┌────────
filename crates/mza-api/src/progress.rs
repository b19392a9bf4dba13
//! Write-behind recording of study results.
//!
//! The evaluation core emits a result value and moves on; persisting the
//! learner's progress is somebody else's problem. That somebody is a
//! [`ProgressStore`] behind a [`CoalescingProgressSink`]: updates are
//! queued without blocking the request path, coalesced per card between
//! flushes, and written out on a fixed interval. A failed flush carries
//! the batch over to the next tick, so delivery is at-least-once.

use std::collections::HashMap;
use std::sync::{Arc, Mutex};
use std::time::Duration;

use async_trait::async_trait;
use chrono::{DateTime, Utc};
use serde::{Deserialize, Serialize};
use tokio::sync::mpsc;
use uuid::Uuid;

/// One graded submission, keyed by deck and card position.
#[derive(Debug, Clone, Serialize, Deserialize)]
pub struct ProgressUpdate {
    pub deck_id: Uuid,
    pub card_index: u32,
    pub score: u8,
    pub correct: bool,
    pub recorded_at: DateTime<Utc>,
}

/// Accumulated progress for one card between flushes.
#[derive(Debug, Clone, Default, PartialEq, Eq, Serialize, Deserialize)]
pub struct CardProgress {
    pub attempts: u32,
    pub correct: u32,
    /// Score history in submission order.
    pub scores: Vec<u8>,
}

impl CardProgress {
    fn absorb(&mut self, update: &ProgressUpdate) {
        self.attempts += 1;
        if update.correct {
            self.correct += 1;
        }
        self.scores.push(update.score);
    }

    fn merge_after(&mut self, earlier: Self) {
        self.attempts += earlier.attempts;
        self.correct += earlier.correct;
        let mut scores = earlier.scores;
        scores.append(&mut self.scores);
        self.scores = scores;
    }
}

/// A batch of coalesced progress, one entry per `(deck, card)`.
pub type ProgressBatch = HashMap<(Uuid, u32), CardProgress>;

/// The persistent progress store. Out of scope for this service beyond the
/// interface; implementations must tolerate repeated delivery of the same
/// attempts (upsert, not insert).
#[async_trait]
pub trait ProgressStore: Send + Sync {
    async fn upsert(&self, batch: ProgressBatch) -> anyhow::Result<()>;
}

/// Non-blocking entry point handlers use to report a graded submission.
pub trait ProgressSink: Send + Sync {
    fn record(&self, update: ProgressUpdate);
}

/// Queues updates on an unbounded channel and flushes them to the store
/// from a background task.
#[derive(Debug, Clone)]
pub struct CoalescingProgressSink {
    tx: mpsc::UnboundedSender<ProgressUpdate>,
}

impl CoalescingProgressSink {
    /// Spawn the flush task on the current tokio runtime.
    pub fn spawn(store: Arc<dyn ProgressStore>, flush_interval: Duration) -> Self {
        let (tx, rx) = mpsc::unbounded_channel();
        tokio::spawn(flush_loop(rx, store, flush_interval));
        Self { tx }
    }
}

impl ProgressSink for CoalescingProgressSink {
    fn record(&self, update: ProgressUpdate) {
        // Only fails when the flush task is gone, i.e. during shutdown
        if self.tx.send(update).is_err() {
            tracing::warn!("progress sink closed; dropping update");
        }
    }
}

async fn flush_loop(
    mut rx: mpsc::UnboundedReceiver<ProgressUpdate>,
    store: Arc<dyn ProgressStore>,
    flush_interval: Duration,
) {
    let mut pending = ProgressBatch::new();
    let mut ticker = tokio::time::interval(flush_interval);
    ticker.set_missed_tick_behavior(tokio::time::MissedTickBehavior::Delay);

    loop {
        tokio::select! {
            received = rx.recv() => match received {
                Some(update) => {
                    pending
                        .entry((update.deck_id, update.card_index))
                        .or_default()
                        .absorb(&update);
                }
                None => {
                    // Channel closed: final flush, then stop
                    if !pending.is_empty() {
                        if let Err(e) = store.upsert(pending).await {
                            tracing::error!("final progress flush failed: {e}");
                        }
                    }
                    return;
                }
            },
            _ = ticker.tick() => {
                if pending.is_empty() {
                    continue;
                }
                let batch = std::mem::take(&mut pending);
                let retry = batch.clone();
                let cards = batch.len();
                match store.upsert(batch).await {
                    Ok(()) => tracing::debug!(cards, "progress flushed"),
                    Err(e) => {
                        tracing::error!("progress flush failed, retrying next tick: {e}");
                        // Anything recorded during the failed upsert wins
                        // the merge order
                        for (key, earlier) in retry {
                            pending.entry(key).or_default().merge_after(earlier);
                        }
                    }
                }
            }
        }
    }
}

/// Store used in tests and when running without a backing database.
#[derive(Debug, Default)]
pub struct InMemoryProgressStore {
    cards: Mutex<ProgressBatch>,
}

impl InMemoryProgressStore {
    pub fn snapshot(&self) -> ProgressBatch {
        self.cards.lock().expect("progress store poisoned").clone()
    }
}

#[async_trait]
impl ProgressStore for InMemoryProgressStore {
    async fn upsert(&self, batch: ProgressBatch) -> anyhow::Result<()> {
        let mut cards = self.cards.lock().expect("progress store poisoned");
        for (key, incoming) in batch {
            match cards.get_mut(&key) {
                Some(existing) => {
                    existing.attempts += incoming.attempts;
                    existing.correct += incoming.correct;
                    existing.scores.extend(incoming.scores);
                }
                None => {
                    cards.insert(key, incoming);
                }
            }
        }
        Ok(())
    }
}
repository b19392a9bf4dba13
use serde::{Deserialize, Serialize};
use uuid::Uuid;

/// Submission of one answer for grading.
///
/// `deck_id` and `card_index` are optional: when both are present the
/// result is also forwarded to the progress sink. The accepted answers are
/// supplied by the caller; this service does not own deck data.
#[derive(Debug, Deserialize)]
pub struct EvaluateRequest {
    pub candidate: String,
    pub accepted_answers: Vec<String>,
    #[serde(default)]
    pub deck_id: Option<Uuid>,
    #[serde(default)]
    pub card_index: Option<u32>,
}

#[derive(Debug, Deserialize)]
pub struct HintRequest {
    pub accepted_answers: Vec<String>,
    pub reveal_count: u32,
    #[serde(default)]
    pub draft_input: String,
    /// Pins the displayed answer; defaults to the accented-entry heuristic.
    #[serde(default)]
    pub preferred_index: Option<usize>,
}

#[derive(Debug, Serialize)]
pub struct HintResponse {
    pub hint: String,
}

#[derive(Debug, Deserialize)]
pub struct NormalizeRequest {
    pub text: String,
}

#[derive(Debug, Serialize)]
pub struct NormalizeResponse {
    pub normalized: String,
}
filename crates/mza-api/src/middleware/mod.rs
pub mod cors;
pub mod request_id;
use std::sync::Arc;
use std::time::Duration;

use axum::{
    Router,
    body::Body,
    http::{Request, StatusCode, header},
};
use http_body_util::BodyExt;
use mza_api::config::Environment;
use mza_api::progress::{CoalescingProgressSink, InMemoryProgressStore, ProgressStore};
use mza_api::state::ApiState;
use tower::ServiceExt;

/// A router wired to an observable in-memory progress store.
pub struct TestApp {
    pub router: Router,
    pub store: Arc<InMemoryProgressStore>,
}

/// Build a test app with a fast progress flush interval. Must run inside
/// a tokio runtime (the sink spawns its flush task).
pub fn test_app() -> TestApp {
    let store = Arc::new(InMemoryProgressStore::default());
    let store_dyn: Arc<dyn ProgressStore> = store.clone();
    let sink = CoalescingProgressSink::spawn(store_dyn, Duration::from_millis(10));
    let state = ApiState::with_sink(Environment::Development, Arc::new(sink));
    let router = mza_api::router::router().with_state(state);
    TestApp { router, store }
}

/// POST a JSON body and decode the JSON response (Null when empty).
pub async fn post_json(
    router: &Router,
    path: &str,
    body: serde_json::Value,
) -> (StatusCode, serde_json::Value) {
    let request = Request::builder()
        .method("POST")
        .uri(path)
        .header(header::CONTENT_TYPE, "application/json")
        .body(Body::from(body.to_string()))
        .expect("failed to build request");

    let response = router
        .clone()
        .oneshot(request)
        .await
        .expect("failed to execute request");

    let status = response.status();
    let bytes = response
        .into_body()
        .collect()
        .await
        .expect("failed to read body")
        .to_bytes();
    let json = serde_json::from_slice(&bytes).unwrap_or(serde_json::Value::Null);
    (status, json)
}

#[allow(dead_code)]
pub async fn get(router: &Router, path: &str) -> StatusCode {
    let request = Request::builder()
        .uri(path)
        .body(Body::empty())
        .expect("failed to build request");

    router
        .clone()
        .oneshot(request)
        .await
        .expect("failed to execute request")
        .status()
}
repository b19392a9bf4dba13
use crate::error::ApiError;

/// Longest accepted answer or candidate, in characters. Answers are short
/// phrases; anything longer is a malformed request, not a study answer.
pub const MAX_TEXT_CHARS: usize = 1_000;

/// Most accepted answers one question may carry.
pub const MAX_ACCEPTED_ANSWERS: usize = 64;

/// Validate a learner's submitted answer.
///
/// The evaluator itself never fails, but an empty submission on the live
/// input path is a caller mistake: reject it at the boundary instead of
/// returning an honest-but-useless score of 1.
pub fn validate_candidate(candidate: &str) -> Result<(), ApiError> {
    if candidate.trim().is_empty() {
        return Err(ApiError::Validation(
            "Candidate answer cannot be empty".to_string(),
        ));
    }
    validate_text("candidate", candidate)
}

/// Validate free text fields (candidate, draft input, normalize payloads).
pub fn validate_text(field: &str, text: &str) -> Result<(), ApiError> {
    if text.chars().count() > MAX_TEXT_CHARS {
        return Err(ApiError::Validation(format!(
            "Field '{field}' exceeds {MAX_TEXT_CHARS} characters"
        )));
    }
    Ok(())
}

/// Validate an accepted-answer list. An empty list is legal (a question
/// with no known answer scores 1), but oversized lists or entries are not.
pub fn validate_accepted_answers(answers: &[String]) -> Result<(), ApiError> {
    if answers.len() > MAX_ACCEPTED_ANSWERS {
        return Err(ApiError::Validation(format!(
            "At most {MAX_ACCEPTED_ANSWERS} accepted answers per question"
        )));
    }
    for answer in answers {
        validate_text("accepted_answers", answer)?;
    }
    Ok(())
}
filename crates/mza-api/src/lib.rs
pub mod config;
pub mod error;
pub mod metrics;
pub mod middleware;
pub mod progress;
pub mod router;
pub mod state;
pub mod study;
pub mod tracing;
pub mod validation;

pub use config::ApiConfig;
pub use state::ApiState;
//! Scoring of a learner's answer against a question's accepted answers.
//!
//! An exact match after normalization is a full score. Anything else is
//! graded by word overlap: the fraction of an accepted answer's words that
//! the learner produced, taken over the best-matching accepted answer, and
//! mapped onto a discrete 1-5 scale. Word overlap (rather than edit
//! distance) tolerates answers given as a subset or superset of the
//! accepted phrase, which fits short factual answers ("é Brasília" vs.
//! "Brasília").

use std::collections::HashSet;

use serde::{Deserialize, Serialize};

use crate::normalize::normalize;

/// Score awarded on an exact normalized match.
pub const EXACT_SCORE: u8 = 5;

/// Overlap ratio at or above which a near-miss scores 4.
pub const HIGH_OVERLAP: f64 = 0.8;
/// Overlap ratio at or above which a partial answer scores 3.
pub const PARTIAL_OVERLAP: f64 = 0.5;
/// Overlap ratio at or above which a weak answer scores 2.
pub const LOW_OVERLAP: f64 = 0.3;

/// Outcome of grading one candidate answer.
///
/// `correct` is true only on the exact-match path, in which case `score`
/// is [`EXACT_SCORE`] and `similarity` is `1.0`. Otherwise `score` is in
/// `1..=4` and is a deterministic function of `similarity`.
#[derive(Debug, Clone, PartialEq, Serialize, Deserialize)]
pub struct Evaluation {
    pub correct: bool,
    pub score: u8,
    pub detail: String,
    pub similarity: f64,
}

/// Map a best-overlap ratio onto the discrete score scale.
///
/// Thresholds are hand-tuned configuration, evaluated high to low. Note
/// that even a ratio of `1.0` caps at 4 here: a full 5 is reserved for the
/// exact-match path in [`evaluate`] (same word set in a different order is
/// not an exact answer).
pub fn score_for_ratio(ratio: f64) -> u8 {
    if ratio >= HIGH_OVERLAP {
        4
    } else if ratio >= PARTIAL_OVERLAP {
        3
    } else if ratio >= LOW_OVERLAP {
        2
    } else {
        1
    }
}

/// Grade `candidate` against the question's accepted answers.
///
/// Pure and infallible: empty candidates and empty answer sets produce a
/// low score, never an error. Callers on a live input path should still
/// require a non-empty candidate before submitting.
pub fn evaluate<S: AsRef<str>>(candidate: &str, accepted_answers: &[S]) -> Evaluation {
    let base = normalize(candidate);

    for answer in accepted_answers {
        if normalize(answer.as_ref()) == base {
            return Evaluation {
                correct: true,
                score: EXACT_SCORE,
                detail: "exact match".to_owned(),
                similarity: 1.0,
            };
        }
    }

    let base_tokens: HashSet<&str> = base.split_whitespace().collect();
    let mut best = 0.0_f64;
    for answer in accepted_answers {
        let normalized = normalize(answer.as_ref());
        let words: Vec<&str> = normalized.split_whitespace().collect();
        // Membership test against the candidate's token set; duplicated
        // words in the accepted answer count once per occurrence.
        let intersection = words.iter().filter(|w| base_tokens.contains(*w)).count();
        let ratio = intersection as f64 / words.len().max(1) as f64;
        if ratio > best {
            best = ratio;
        }
    }

    Evaluation {
        correct: false,
        score: score_for_ratio(best),
        detail: format!("similarity {}%", (best * 100.0).round() as u32),
        similarity: best,
    }
}

#[cfg(test)]
mod tests {
    use super::*;

    fn answers(list: &[&str]) -> Vec<String> {
        list.iter().map(|s| (*s).to_owned()).collect()
    }

    #[test]
    fn test_exact_match() {
        let result = evaluate("Brasília", &answers(&["brasilia", "brasília"]));
        assert!(result.correct);
        assert_eq!(result.score, 5);
        assert_eq!(result.similarity, 1.0);
        assert_eq!(result.detail, "exact match");
    }

    #[test]
    fn test_exact_match_ignores_case_accents_punctuation() {
        let result = evaluate("  BRASÍLIA! ", &answers(&["brasilia"]));
        assert!(result.correct);
        assert_eq!(result.score, 5);
    }

    #[test]
    fn test_no_overlap() {
        let result = evaluate("banana", &answers(&["brasilia", "brasília"]));
        assert!(!result.correct);
        assert_eq!(result.score, 1);
        assert_eq!(result.similarity, 0.0);
        assert_eq!(result.detail, "similarity 0%");
    }

    #[test]
    fn test_partial_overlap_scores_three() {
        // 2 of 3 words of "cartao de estudo" present: ratio ~0.67
        let result = evaluate(
            "cartao estudo",
            &answers(&[
                "cartao de memorizacao",
                "cartao de estudo",
                "ferramenta de estudo",
            ]),
        );
        assert!(!result.correct);
        assert_eq!(result.score, 3);
        assert!((result.similarity - 2.0 / 3.0).abs() < 1e-9);
        assert_eq!(result.detail, "similarity 67%");
    }

    #[test]
    fn test_best_answer_wins() {
        // One word of four vs. two words of two: the higher ratio counts
        let result = evaluate("capital federal", &answers(&["a capital do brasil", "capital federal brasileira"]));
        assert_eq!(result.similarity, 2.0 / 3.0);
        assert_eq!(result.score, 3);
    }

    #[test]
    fn test_reordered_words_are_not_exact() {
        let result = evaluate("estudo de cartao", &answers(&["cartao de estudo"]));
        assert!(!result.correct);
        // All three words present, but not an exact match: caps at 4
        assert_eq!(result.score, 4);
        assert_eq!(result.similarity, 1.0);
    }

    #[test]
    fn test_superset_candidate() {
        // Extra words in the candidate do not reduce the ratio
        let result = evaluate("é Brasília", &answers(&["brasilia"]));
        assert!(!result.correct);
        assert_eq!(result.similarity, 1.0);
        assert_eq!(result.score, 4);
    }

    #[test]
    fn test_empty_answer_set() {
        let result = evaluate("anything", &Vec::<String>::new());
        assert!(!result.correct);
        assert_eq!(result.score, 1);
        assert_eq!(result.similarity, 0.0);
    }

    #[test]
    fn test_empty_candidate() {
        let result = evaluate("", &answers(&["brasilia"]));
        assert!(!result.correct);
        assert_eq!(result.score, 1);
        assert_eq!(result.similarity, 0.0);
    }

    #[test]
    fn test_empty_candidate_and_empty_accepted_answer() {
        // Both normalize to "": the exact-match path catches it
        let result = evaluate("?!", &answers(&[" . "]));
        assert!(result.correct);
        assert_eq!(result.score, 5);
    }

    #[test]
    fn test_score_for_ratio_thresholds() {
        assert_eq!(score_for_ratio(1.0), 4);
        assert_eq!(score_for_ratio(HIGH_OVERLAP), 4);
        assert_eq!(score_for_ratio(0.79), 3);
        assert_eq!(score_for_ratio(PARTIAL_OVERLAP), 3);
        assert_eq!(score_for_ratio(0.49), 2);
        assert_eq!(score_for_ratio(LOW_OVERLAP), 2);
        assert_eq!(score_for_ratio(0.29), 1);
        assert_eq!(score_for_ratio(0.0), 1);
    }

    #[test]
    fn test_score_monotone_in_ratio() {
        let ratios = [0.0, 0.1, 0.29, 0.3, 0.49, 0.5, 0.67, 0.79, 0.8, 0.9, 1.0];
        let scores: Vec<u8> = ratios.iter().map(|r| score_for_ratio(*r)).collect();
        assert!(scores.windows(2).all(|w| w[0] <= w[1]));
    }

    #[test]
    fn test_score_always_in_range() {
        let sets: &[&[&str]] = &[
            &[],
            &["brasilia"],
            &["cartao de estudo", "ferramenta de estudo"],
            &[""],
        ];
        let candidates = ["", "banana", "cartao", "cartao de estudo", "?!"];
        for set in sets {
            for candidate in candidates {
                let result = evaluate(candidate, &answers(set));
                assert!((1..=5).contains(&result.score));
                assert!((0.0..=1.0).contains(&result.similarity));
                assert_eq!(result.correct, result.score == 5);
            }
        }
    }

    #[test]
    fn test_duplicate_words_in_accepted_answer() {
        // "de de capital" has 3 occurrences; "de" and "capital" both present
        let result = evaluate("de capital", &answers(&["de de capital x"]));
        assert_eq!(result.similarity, 0.75);
        assert_eq!(result.score, 3);
    }
}
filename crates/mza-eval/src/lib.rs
//! Answer-evaluation library for Memoriza
//!
//! This crate provides the core grading pipeline for flashcard study
//! sessions: text normalization, fuzzy answer scoring, and progressive
//! hint generation. Everything here is pure and synchronous; callers own
//! the question/deck data and any persistence of the results.

pub mod evaluate;
pub mod hint;
pub mod normalize;

pub use evaluate::{Evaluation, evaluate, score_for_ratio};
pub use hint::{AnswerSet, NO_DATA_MESSAGE, hint};
pub use normalize::{normalize, normalized_tokens};
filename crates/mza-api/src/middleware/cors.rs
use axum::http::{Method, header};
use tower_http::cors::{AllowOrigin, CorsLayer};

/// Build the CORS layer from the configured allowed origins.
///
/// The study frontend only ever reads and posts JSON, so the method and
/// header lists stay narrow.
pub fn create_cors_layer(allowed_origins: Vec<String>) -> CorsLayer {
    let origins = allowed_origins
        .into_iter()
        .filter_map(|s| s.parse::<axum::http::HeaderValue>().ok())
        .collect::<Vec<_>>();

    CorsLayer::new()
        .allow_origin(AllowOrigin::list(origins))
        .allow_methods([Method::GET, Method::POST, Method::OPTIONS])
        .allow_headers([header::CONTENT_TYPE, header::ACCEPT])
}
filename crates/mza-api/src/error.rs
use axum::{
    Json,
    http::StatusCode,
    response::{IntoResponse, Response},
};
use serde_json::json;
use thiserror::Error;

#[derive(Error, Debug)]
pub enum ApiError {
    #[error("Validation error: {0}")]
    Validation(String),
    #[error("Internal error: {0}")]
    Internal(#[from] anyhow::Error),
}

impl IntoResponse for ApiError {
    fn into_response(self) -> Response {
        let (status, message) = match &self {
            Self::Validation(msg) => (StatusCode::UNPROCESSABLE_ENTITY, msg.clone()),
            Self::Internal(err) => {
                tracing::error!("internal error: {err}");
                (
                    StatusCode::INTERNAL_SERVER_ERROR,
                    "Internal server error".to_string(),
                )
            }
        };

        (status, Json(json!({ "error": message }))).into_response()
    }
}
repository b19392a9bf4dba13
use std::sync::Arc;

use crate::config::{ApiConfig, Environment};
use crate::progress::{CoalescingProgressSink, InMemoryProgressStore, ProgressSink, ProgressStore};

#[derive(Clone)]
pub struct ApiState {
    pub environment: Environment,
    pub progress: Arc<dyn ProgressSink>,
}

impl ApiState {
    /// Build the state for a running server. Must be called on a tokio
    /// runtime: the progress sink spawns its flush task immediately.
    ///
    /// The service itself owns no persistence; until an external store is
    /// wired in, progress accumulates in memory.
    pub fn new(config: &ApiConfig) -> Self {
        let store: Arc<dyn ProgressStore> = Arc::new(InMemoryProgressStore::default());
        let sink = CoalescingProgressSink::spawn(store, config.progress_flush_interval);
        Self {
            environment: config.env,
            progress: Arc::new(sink),
        }
    }

    /// Build a state around a caller-supplied sink (used by tests to
    /// observe what the handlers record).
    pub fn with_sink(environment: Environment, progress: Arc<dyn ProgressSink>) -> Self {
        Self {
            environment,
            progress,
        }
    }
}
// src/utils/http.rs

//! HTTP client utilities.

use std::time::Duration;

use async_trait::async_trait;

use crate::error::{AppError, Result};
use crate::models::CrawlerConfig;

/// Source of remote pages and files.
#[async_trait]
pub trait Fetcher: Send + Sync {
    /// Fetch a page as text.
    async fn fetch_page(&self, url: &str) -> Result<String>;

    /// Fetch a file as raw bytes.
    async fn fetch_bytes(&self, url: &str) -> Result<Vec<u8>>;
}

/// Create a configured asynchronous HTTP client.
pub fn create_async_client(config: &CrawlerConfig) -> Result<reqwest::Client> {
    let client = reqwest::Client::builder()
        .user_agent(&config.user_agent)
        .timeout(Duration::from_secs(config.timeout_secs))
        .build()?;
    Ok(client)
}

/// [`Fetcher`] backed by reqwest.
#[derive(Clone)]
pub struct HttpFetcher {
    client: reqwest::Client,
}

impl HttpFetcher {
    pub fn new(config: &CrawlerConfig) -> Result<Self> {
        Ok(Self {
            client: create_async_client(config)?,
        })
    }

    async fn get(&self, url: &str) -> Result<reqwest::Response> {
        let response = self.client.get(url).send().await?;
        let status = response.status();
        if !status.is_success() {
            return Err(AppError::fetch(url, format!("HTTP status {status}")));
        }
        Ok(response)
    }
}

#[async_trait]
impl Fetcher for HttpFetcher {
    async fn fetch_page(&self, url: &str) -> Result<String> {
        Ok(self.get(url).await?.text().await?)
    }

    async fn fetch_bytes(&self, url: &str) -> Result<Vec<u8>> {
        let bytes = self.get(url).await?.bytes().await?;
        if bytes.is_empty() {
            return Err(AppError::fetch(url, "empty response body"));
        }
        Ok(bytes.to_vec())
    }
}
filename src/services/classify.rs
//! Row classification for procurement plan tables.
//!
//! Every data row of a plan is exactly one of: noise, a category marker, a
//! line item, or a row that looks like an item but cannot be accepted.
//! Classification is pure; the category in scope is passed in explicitly
//! through [`RowContext`] and transitions are applied by the caller.

use crate::models::{Category, Cell, LineItem};
use crate::services::normalize::{clean_price, code_of};

/// Column positions of the five meaningful cells.
pub const COL_ORDINAL: usize = 0;
pub const COL_CODE: usize = 1;
pub const COL_NAME: usize = 2;
pub const COL_PRICE_PLN: usize = 3;
pub const COL_PRICE_EUR: usize = 4;
pub const COLUMN_COUNT: usize = 5;

/// Category context threaded through a table scan.
#[derive(Debug, Clone, Copy, Default)]
pub struct RowContext<'a> {
    /// Most recent category marker, if any
    pub category: Option<&'a Category>,
}

/// Why an item-like row was rejected.
#[derive(Debug, Clone, Copy, PartialEq, Eq)]
pub enum DiscardReason {
    /// Neither the row nor its category has a valid CPV code
    MissingCode,
    /// No category marker precedes the row
    NoCategory,
    /// First column is not a whole number
    InvalidOrdinal,
}

/// Outcome of classifying one row.
#[derive(Debug, Clone, PartialEq)]
pub enum RowClass {
    /// Carries nothing; `uncategorized` marks a row with neither name nor code
    Noise { uncategorized: bool },
    /// Starts a new category
    CategoryUpdate(Category),
    /// An accepted line item
    Item(LineItem),
    /// Item-like, but rejected
    Discarded(DiscardReason),
}

/// Classify one row against the current context.
///
/// Rows shorter than five cells are padded with blanks; extra cells are
/// ignored.
pub fn classify(row: &[Cell], ctx: RowContext<'_>) -> RowClass {
    let blank = Cell::Empty;
    let cell = |idx: usize| row.get(idx).unwrap_or(&blank);

    if (0..COLUMN_COUNT).all(|idx| cell(idx).is_blank()) {
        return RowClass::Noise {
            uncategorized: false,
        };
    }

    let Some(name) = cell(COL_NAME).as_text() else {
        return RowClass::Noise {
            uncategorized: cell(COL_CODE).is_blank(),
        };
    };

    let row_code = code_of(cell(COL_CODE));
    let price_pln = clean_price(cell(COL_PRICE_PLN));
    let price_eur = clean_price(cell(COL_PRICE_EUR));

    if price_pln.is_none() && price_eur.is_none() {
        return RowClass::CategoryUpdate(Category {
            name,
            code: row_code,
        });
    }

    let Some(code) = row_code.or_else(|| ctx.category.and_then(|c| c.code.clone())) else {
        return RowClass::Discarded(DiscardReason::MissingCode);
    };

    let Some(category) = ctx.category else {
        return RowClass::Discarded(DiscardReason::NoCategory);
    };

    let Some(ordinal) = parse_ordinal(cell(COL_ORDINAL)) else {
        return RowClass::Discarded(DiscardReason::InvalidOrdinal);
    };

    RowClass::Item(LineItem {
        category: category.name.clone(),
        ordinal,
        code,
        name,
        price_pln,
        price_eur,
    })
}

/// Whole, non-negative ordinal. Text like `"12."` is accepted.
fn parse_ordinal(cell: &Cell) -> Option<u32> {
    let value = match cell {
        Cell::Number(n) => *n,
        Cell::Text(raw) => raw.trim().trim_end_matches('.').parse::<f64>().ok()?,
        Cell::Empty => return None,
    };

    (value.is_finite() && value >= 0.0 && value.fract() == 0.0 && value <= u32::MAX as f64)
        .then_some(value as u32)
}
└────────
--- The task ---
After locating the line with "pub mod tracing;" above, return that line and every later line through the one with "Anything else is", word for word and with nothing else.

--- Answer to the problem ---
pub mod tracing;
pub mod validation;

pub use config::ApiConfig;
pub use state::ApiState;
//! Scoring of a learner's answer against a question's accepted answers.
//!
//! An exact match after normalization is a full score. Anything else is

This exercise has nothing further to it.